EXERCISE
Some lines of the records below include the word "entries". Report how many, and write nothing besides the number.

[Records from a data collection]

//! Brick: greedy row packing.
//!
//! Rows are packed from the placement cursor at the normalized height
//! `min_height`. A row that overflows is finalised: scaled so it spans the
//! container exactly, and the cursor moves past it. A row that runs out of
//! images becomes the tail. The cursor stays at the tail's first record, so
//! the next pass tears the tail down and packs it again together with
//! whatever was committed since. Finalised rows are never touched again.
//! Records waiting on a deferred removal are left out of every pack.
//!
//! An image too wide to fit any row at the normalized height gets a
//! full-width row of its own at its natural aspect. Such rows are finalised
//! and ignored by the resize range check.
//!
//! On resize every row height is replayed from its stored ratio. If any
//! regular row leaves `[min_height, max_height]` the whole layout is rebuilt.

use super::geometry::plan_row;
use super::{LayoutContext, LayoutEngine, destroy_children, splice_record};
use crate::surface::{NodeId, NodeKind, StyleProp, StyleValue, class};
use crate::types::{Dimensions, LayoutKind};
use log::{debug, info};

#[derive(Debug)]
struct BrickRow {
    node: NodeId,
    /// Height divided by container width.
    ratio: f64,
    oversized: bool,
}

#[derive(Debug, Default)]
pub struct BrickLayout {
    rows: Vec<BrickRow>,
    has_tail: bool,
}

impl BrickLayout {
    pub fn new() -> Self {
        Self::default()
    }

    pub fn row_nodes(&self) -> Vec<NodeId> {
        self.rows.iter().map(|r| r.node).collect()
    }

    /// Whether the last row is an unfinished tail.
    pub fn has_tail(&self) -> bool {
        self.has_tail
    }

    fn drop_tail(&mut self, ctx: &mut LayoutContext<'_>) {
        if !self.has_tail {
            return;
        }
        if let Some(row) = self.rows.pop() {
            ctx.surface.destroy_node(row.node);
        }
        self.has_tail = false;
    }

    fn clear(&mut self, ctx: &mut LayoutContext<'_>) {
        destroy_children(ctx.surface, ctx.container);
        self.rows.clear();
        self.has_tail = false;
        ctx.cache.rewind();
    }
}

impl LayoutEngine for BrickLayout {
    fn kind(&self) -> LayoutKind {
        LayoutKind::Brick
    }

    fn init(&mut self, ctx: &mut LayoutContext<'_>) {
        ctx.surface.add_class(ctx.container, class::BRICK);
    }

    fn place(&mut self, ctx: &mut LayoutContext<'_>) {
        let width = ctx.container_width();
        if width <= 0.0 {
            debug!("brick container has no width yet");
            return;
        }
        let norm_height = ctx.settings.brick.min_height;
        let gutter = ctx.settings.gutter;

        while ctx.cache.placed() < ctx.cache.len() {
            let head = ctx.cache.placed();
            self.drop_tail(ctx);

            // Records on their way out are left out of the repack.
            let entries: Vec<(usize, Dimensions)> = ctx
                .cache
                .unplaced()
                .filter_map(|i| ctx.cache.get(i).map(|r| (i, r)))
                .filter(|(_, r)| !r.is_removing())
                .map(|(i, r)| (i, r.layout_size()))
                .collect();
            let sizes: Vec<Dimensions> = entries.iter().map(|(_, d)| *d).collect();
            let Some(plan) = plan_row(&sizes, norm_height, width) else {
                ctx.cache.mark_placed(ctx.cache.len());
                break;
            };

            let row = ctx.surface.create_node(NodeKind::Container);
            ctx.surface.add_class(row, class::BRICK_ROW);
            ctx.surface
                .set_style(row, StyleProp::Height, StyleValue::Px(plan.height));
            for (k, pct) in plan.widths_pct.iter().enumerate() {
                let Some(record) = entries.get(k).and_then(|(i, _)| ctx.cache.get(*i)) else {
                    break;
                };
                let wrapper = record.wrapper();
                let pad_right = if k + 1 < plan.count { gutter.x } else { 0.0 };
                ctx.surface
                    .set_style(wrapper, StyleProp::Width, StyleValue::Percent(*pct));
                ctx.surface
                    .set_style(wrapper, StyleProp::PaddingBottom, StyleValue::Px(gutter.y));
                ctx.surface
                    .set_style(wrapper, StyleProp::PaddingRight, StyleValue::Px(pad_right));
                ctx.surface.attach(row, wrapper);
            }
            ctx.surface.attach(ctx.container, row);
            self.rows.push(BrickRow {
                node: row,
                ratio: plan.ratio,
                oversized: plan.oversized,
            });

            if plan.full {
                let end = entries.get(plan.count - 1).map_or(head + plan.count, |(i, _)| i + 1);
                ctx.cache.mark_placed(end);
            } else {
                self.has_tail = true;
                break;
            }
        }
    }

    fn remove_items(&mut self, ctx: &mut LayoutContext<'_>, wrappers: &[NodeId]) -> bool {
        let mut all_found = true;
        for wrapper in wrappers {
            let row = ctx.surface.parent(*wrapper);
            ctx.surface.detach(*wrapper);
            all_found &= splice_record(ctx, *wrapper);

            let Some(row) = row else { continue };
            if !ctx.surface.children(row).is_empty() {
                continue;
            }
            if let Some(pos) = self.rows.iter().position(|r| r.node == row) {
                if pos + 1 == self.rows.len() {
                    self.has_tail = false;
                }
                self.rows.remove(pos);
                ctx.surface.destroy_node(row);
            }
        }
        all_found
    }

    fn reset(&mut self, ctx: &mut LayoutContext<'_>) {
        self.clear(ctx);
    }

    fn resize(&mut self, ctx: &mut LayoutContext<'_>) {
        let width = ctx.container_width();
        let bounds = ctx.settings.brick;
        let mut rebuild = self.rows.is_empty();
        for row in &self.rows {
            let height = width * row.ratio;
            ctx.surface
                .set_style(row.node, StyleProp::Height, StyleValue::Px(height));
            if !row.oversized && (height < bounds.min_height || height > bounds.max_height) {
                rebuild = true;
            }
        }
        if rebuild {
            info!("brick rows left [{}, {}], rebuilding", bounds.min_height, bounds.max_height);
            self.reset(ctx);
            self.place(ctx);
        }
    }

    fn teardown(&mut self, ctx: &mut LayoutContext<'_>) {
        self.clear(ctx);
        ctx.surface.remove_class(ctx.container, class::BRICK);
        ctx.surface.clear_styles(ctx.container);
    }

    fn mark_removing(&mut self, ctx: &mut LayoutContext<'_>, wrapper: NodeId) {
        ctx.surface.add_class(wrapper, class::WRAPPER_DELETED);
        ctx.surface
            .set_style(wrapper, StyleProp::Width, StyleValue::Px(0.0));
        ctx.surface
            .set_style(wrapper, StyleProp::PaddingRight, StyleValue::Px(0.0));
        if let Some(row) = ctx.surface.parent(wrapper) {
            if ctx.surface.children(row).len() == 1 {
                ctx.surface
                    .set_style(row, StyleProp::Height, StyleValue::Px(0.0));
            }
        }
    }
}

==

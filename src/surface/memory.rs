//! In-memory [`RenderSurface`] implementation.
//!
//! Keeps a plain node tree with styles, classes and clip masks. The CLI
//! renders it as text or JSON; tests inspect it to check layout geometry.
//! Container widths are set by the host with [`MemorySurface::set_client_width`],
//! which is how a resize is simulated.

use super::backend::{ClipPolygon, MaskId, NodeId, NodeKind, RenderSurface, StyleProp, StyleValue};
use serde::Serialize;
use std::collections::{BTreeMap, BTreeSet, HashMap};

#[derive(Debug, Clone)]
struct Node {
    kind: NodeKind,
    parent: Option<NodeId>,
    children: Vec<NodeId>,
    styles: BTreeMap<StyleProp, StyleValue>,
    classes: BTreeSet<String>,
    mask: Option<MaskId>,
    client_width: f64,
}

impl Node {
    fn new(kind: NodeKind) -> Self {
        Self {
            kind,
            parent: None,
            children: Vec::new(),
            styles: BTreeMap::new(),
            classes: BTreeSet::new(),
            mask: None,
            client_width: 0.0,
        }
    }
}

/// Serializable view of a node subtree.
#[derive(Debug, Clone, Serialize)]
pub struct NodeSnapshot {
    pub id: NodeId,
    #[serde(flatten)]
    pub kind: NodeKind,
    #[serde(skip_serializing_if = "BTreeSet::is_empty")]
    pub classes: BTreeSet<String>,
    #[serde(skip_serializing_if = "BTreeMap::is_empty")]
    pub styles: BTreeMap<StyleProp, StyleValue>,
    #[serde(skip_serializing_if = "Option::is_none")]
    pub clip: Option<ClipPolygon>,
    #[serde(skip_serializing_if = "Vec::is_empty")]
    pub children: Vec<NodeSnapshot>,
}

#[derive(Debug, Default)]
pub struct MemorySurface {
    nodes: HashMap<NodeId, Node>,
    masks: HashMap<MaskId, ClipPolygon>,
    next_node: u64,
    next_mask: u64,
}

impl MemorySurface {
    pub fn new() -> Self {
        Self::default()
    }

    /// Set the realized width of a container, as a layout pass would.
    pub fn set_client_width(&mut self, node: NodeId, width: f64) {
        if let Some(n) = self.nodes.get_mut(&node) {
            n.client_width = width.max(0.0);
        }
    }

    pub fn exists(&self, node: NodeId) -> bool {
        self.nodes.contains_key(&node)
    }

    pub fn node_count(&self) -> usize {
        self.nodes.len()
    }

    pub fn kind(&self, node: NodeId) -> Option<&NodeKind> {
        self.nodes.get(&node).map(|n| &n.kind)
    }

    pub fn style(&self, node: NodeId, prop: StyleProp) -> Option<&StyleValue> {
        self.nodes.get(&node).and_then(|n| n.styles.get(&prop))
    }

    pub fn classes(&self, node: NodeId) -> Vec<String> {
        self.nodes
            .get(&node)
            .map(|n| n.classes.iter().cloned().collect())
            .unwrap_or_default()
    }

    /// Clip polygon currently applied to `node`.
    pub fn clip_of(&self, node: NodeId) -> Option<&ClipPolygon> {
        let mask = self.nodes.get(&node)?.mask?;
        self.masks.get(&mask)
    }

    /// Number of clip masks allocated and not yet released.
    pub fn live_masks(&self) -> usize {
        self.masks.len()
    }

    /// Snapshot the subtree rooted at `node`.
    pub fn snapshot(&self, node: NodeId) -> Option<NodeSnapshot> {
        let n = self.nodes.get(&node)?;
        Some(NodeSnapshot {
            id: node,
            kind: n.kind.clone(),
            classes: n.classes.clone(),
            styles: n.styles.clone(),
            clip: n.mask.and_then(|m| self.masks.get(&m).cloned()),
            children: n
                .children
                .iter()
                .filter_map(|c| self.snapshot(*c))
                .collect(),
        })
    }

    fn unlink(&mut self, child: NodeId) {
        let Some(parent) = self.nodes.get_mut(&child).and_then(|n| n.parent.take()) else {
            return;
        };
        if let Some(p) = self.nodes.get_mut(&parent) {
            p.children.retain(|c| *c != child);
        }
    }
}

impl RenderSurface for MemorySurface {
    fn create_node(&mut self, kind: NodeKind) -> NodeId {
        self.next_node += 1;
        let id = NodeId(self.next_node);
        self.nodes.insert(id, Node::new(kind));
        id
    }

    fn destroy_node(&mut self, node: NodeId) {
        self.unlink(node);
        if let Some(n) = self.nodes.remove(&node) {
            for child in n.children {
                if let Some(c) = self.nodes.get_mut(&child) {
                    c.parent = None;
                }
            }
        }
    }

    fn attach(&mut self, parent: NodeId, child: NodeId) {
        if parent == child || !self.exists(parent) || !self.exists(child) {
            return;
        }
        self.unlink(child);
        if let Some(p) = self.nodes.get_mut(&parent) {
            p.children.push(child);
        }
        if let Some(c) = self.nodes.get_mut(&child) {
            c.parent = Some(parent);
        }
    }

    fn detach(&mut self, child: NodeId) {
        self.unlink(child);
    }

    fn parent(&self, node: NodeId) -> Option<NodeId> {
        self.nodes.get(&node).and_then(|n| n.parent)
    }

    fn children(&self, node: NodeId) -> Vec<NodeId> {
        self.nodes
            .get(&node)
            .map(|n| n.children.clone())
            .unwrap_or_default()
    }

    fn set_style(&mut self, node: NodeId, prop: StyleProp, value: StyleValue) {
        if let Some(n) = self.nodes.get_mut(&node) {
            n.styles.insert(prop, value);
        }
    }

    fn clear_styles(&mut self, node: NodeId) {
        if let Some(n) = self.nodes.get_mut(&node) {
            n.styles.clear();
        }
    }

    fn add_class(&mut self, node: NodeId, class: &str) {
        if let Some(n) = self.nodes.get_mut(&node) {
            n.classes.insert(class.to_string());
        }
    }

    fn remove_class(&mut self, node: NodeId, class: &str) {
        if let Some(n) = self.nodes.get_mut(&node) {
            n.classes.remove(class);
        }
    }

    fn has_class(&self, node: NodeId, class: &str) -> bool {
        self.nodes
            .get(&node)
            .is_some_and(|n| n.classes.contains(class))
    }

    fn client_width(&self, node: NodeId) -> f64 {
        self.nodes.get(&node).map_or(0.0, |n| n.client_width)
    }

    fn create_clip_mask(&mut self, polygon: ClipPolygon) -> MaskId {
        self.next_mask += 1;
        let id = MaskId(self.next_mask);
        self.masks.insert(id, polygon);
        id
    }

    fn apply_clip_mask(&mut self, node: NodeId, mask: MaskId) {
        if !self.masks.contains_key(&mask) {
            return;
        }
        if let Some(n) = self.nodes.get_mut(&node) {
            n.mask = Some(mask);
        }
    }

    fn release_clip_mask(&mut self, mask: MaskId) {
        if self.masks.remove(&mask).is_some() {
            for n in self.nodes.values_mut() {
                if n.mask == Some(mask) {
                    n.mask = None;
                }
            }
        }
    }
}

ANSWER FOR THIS EXERCISE
4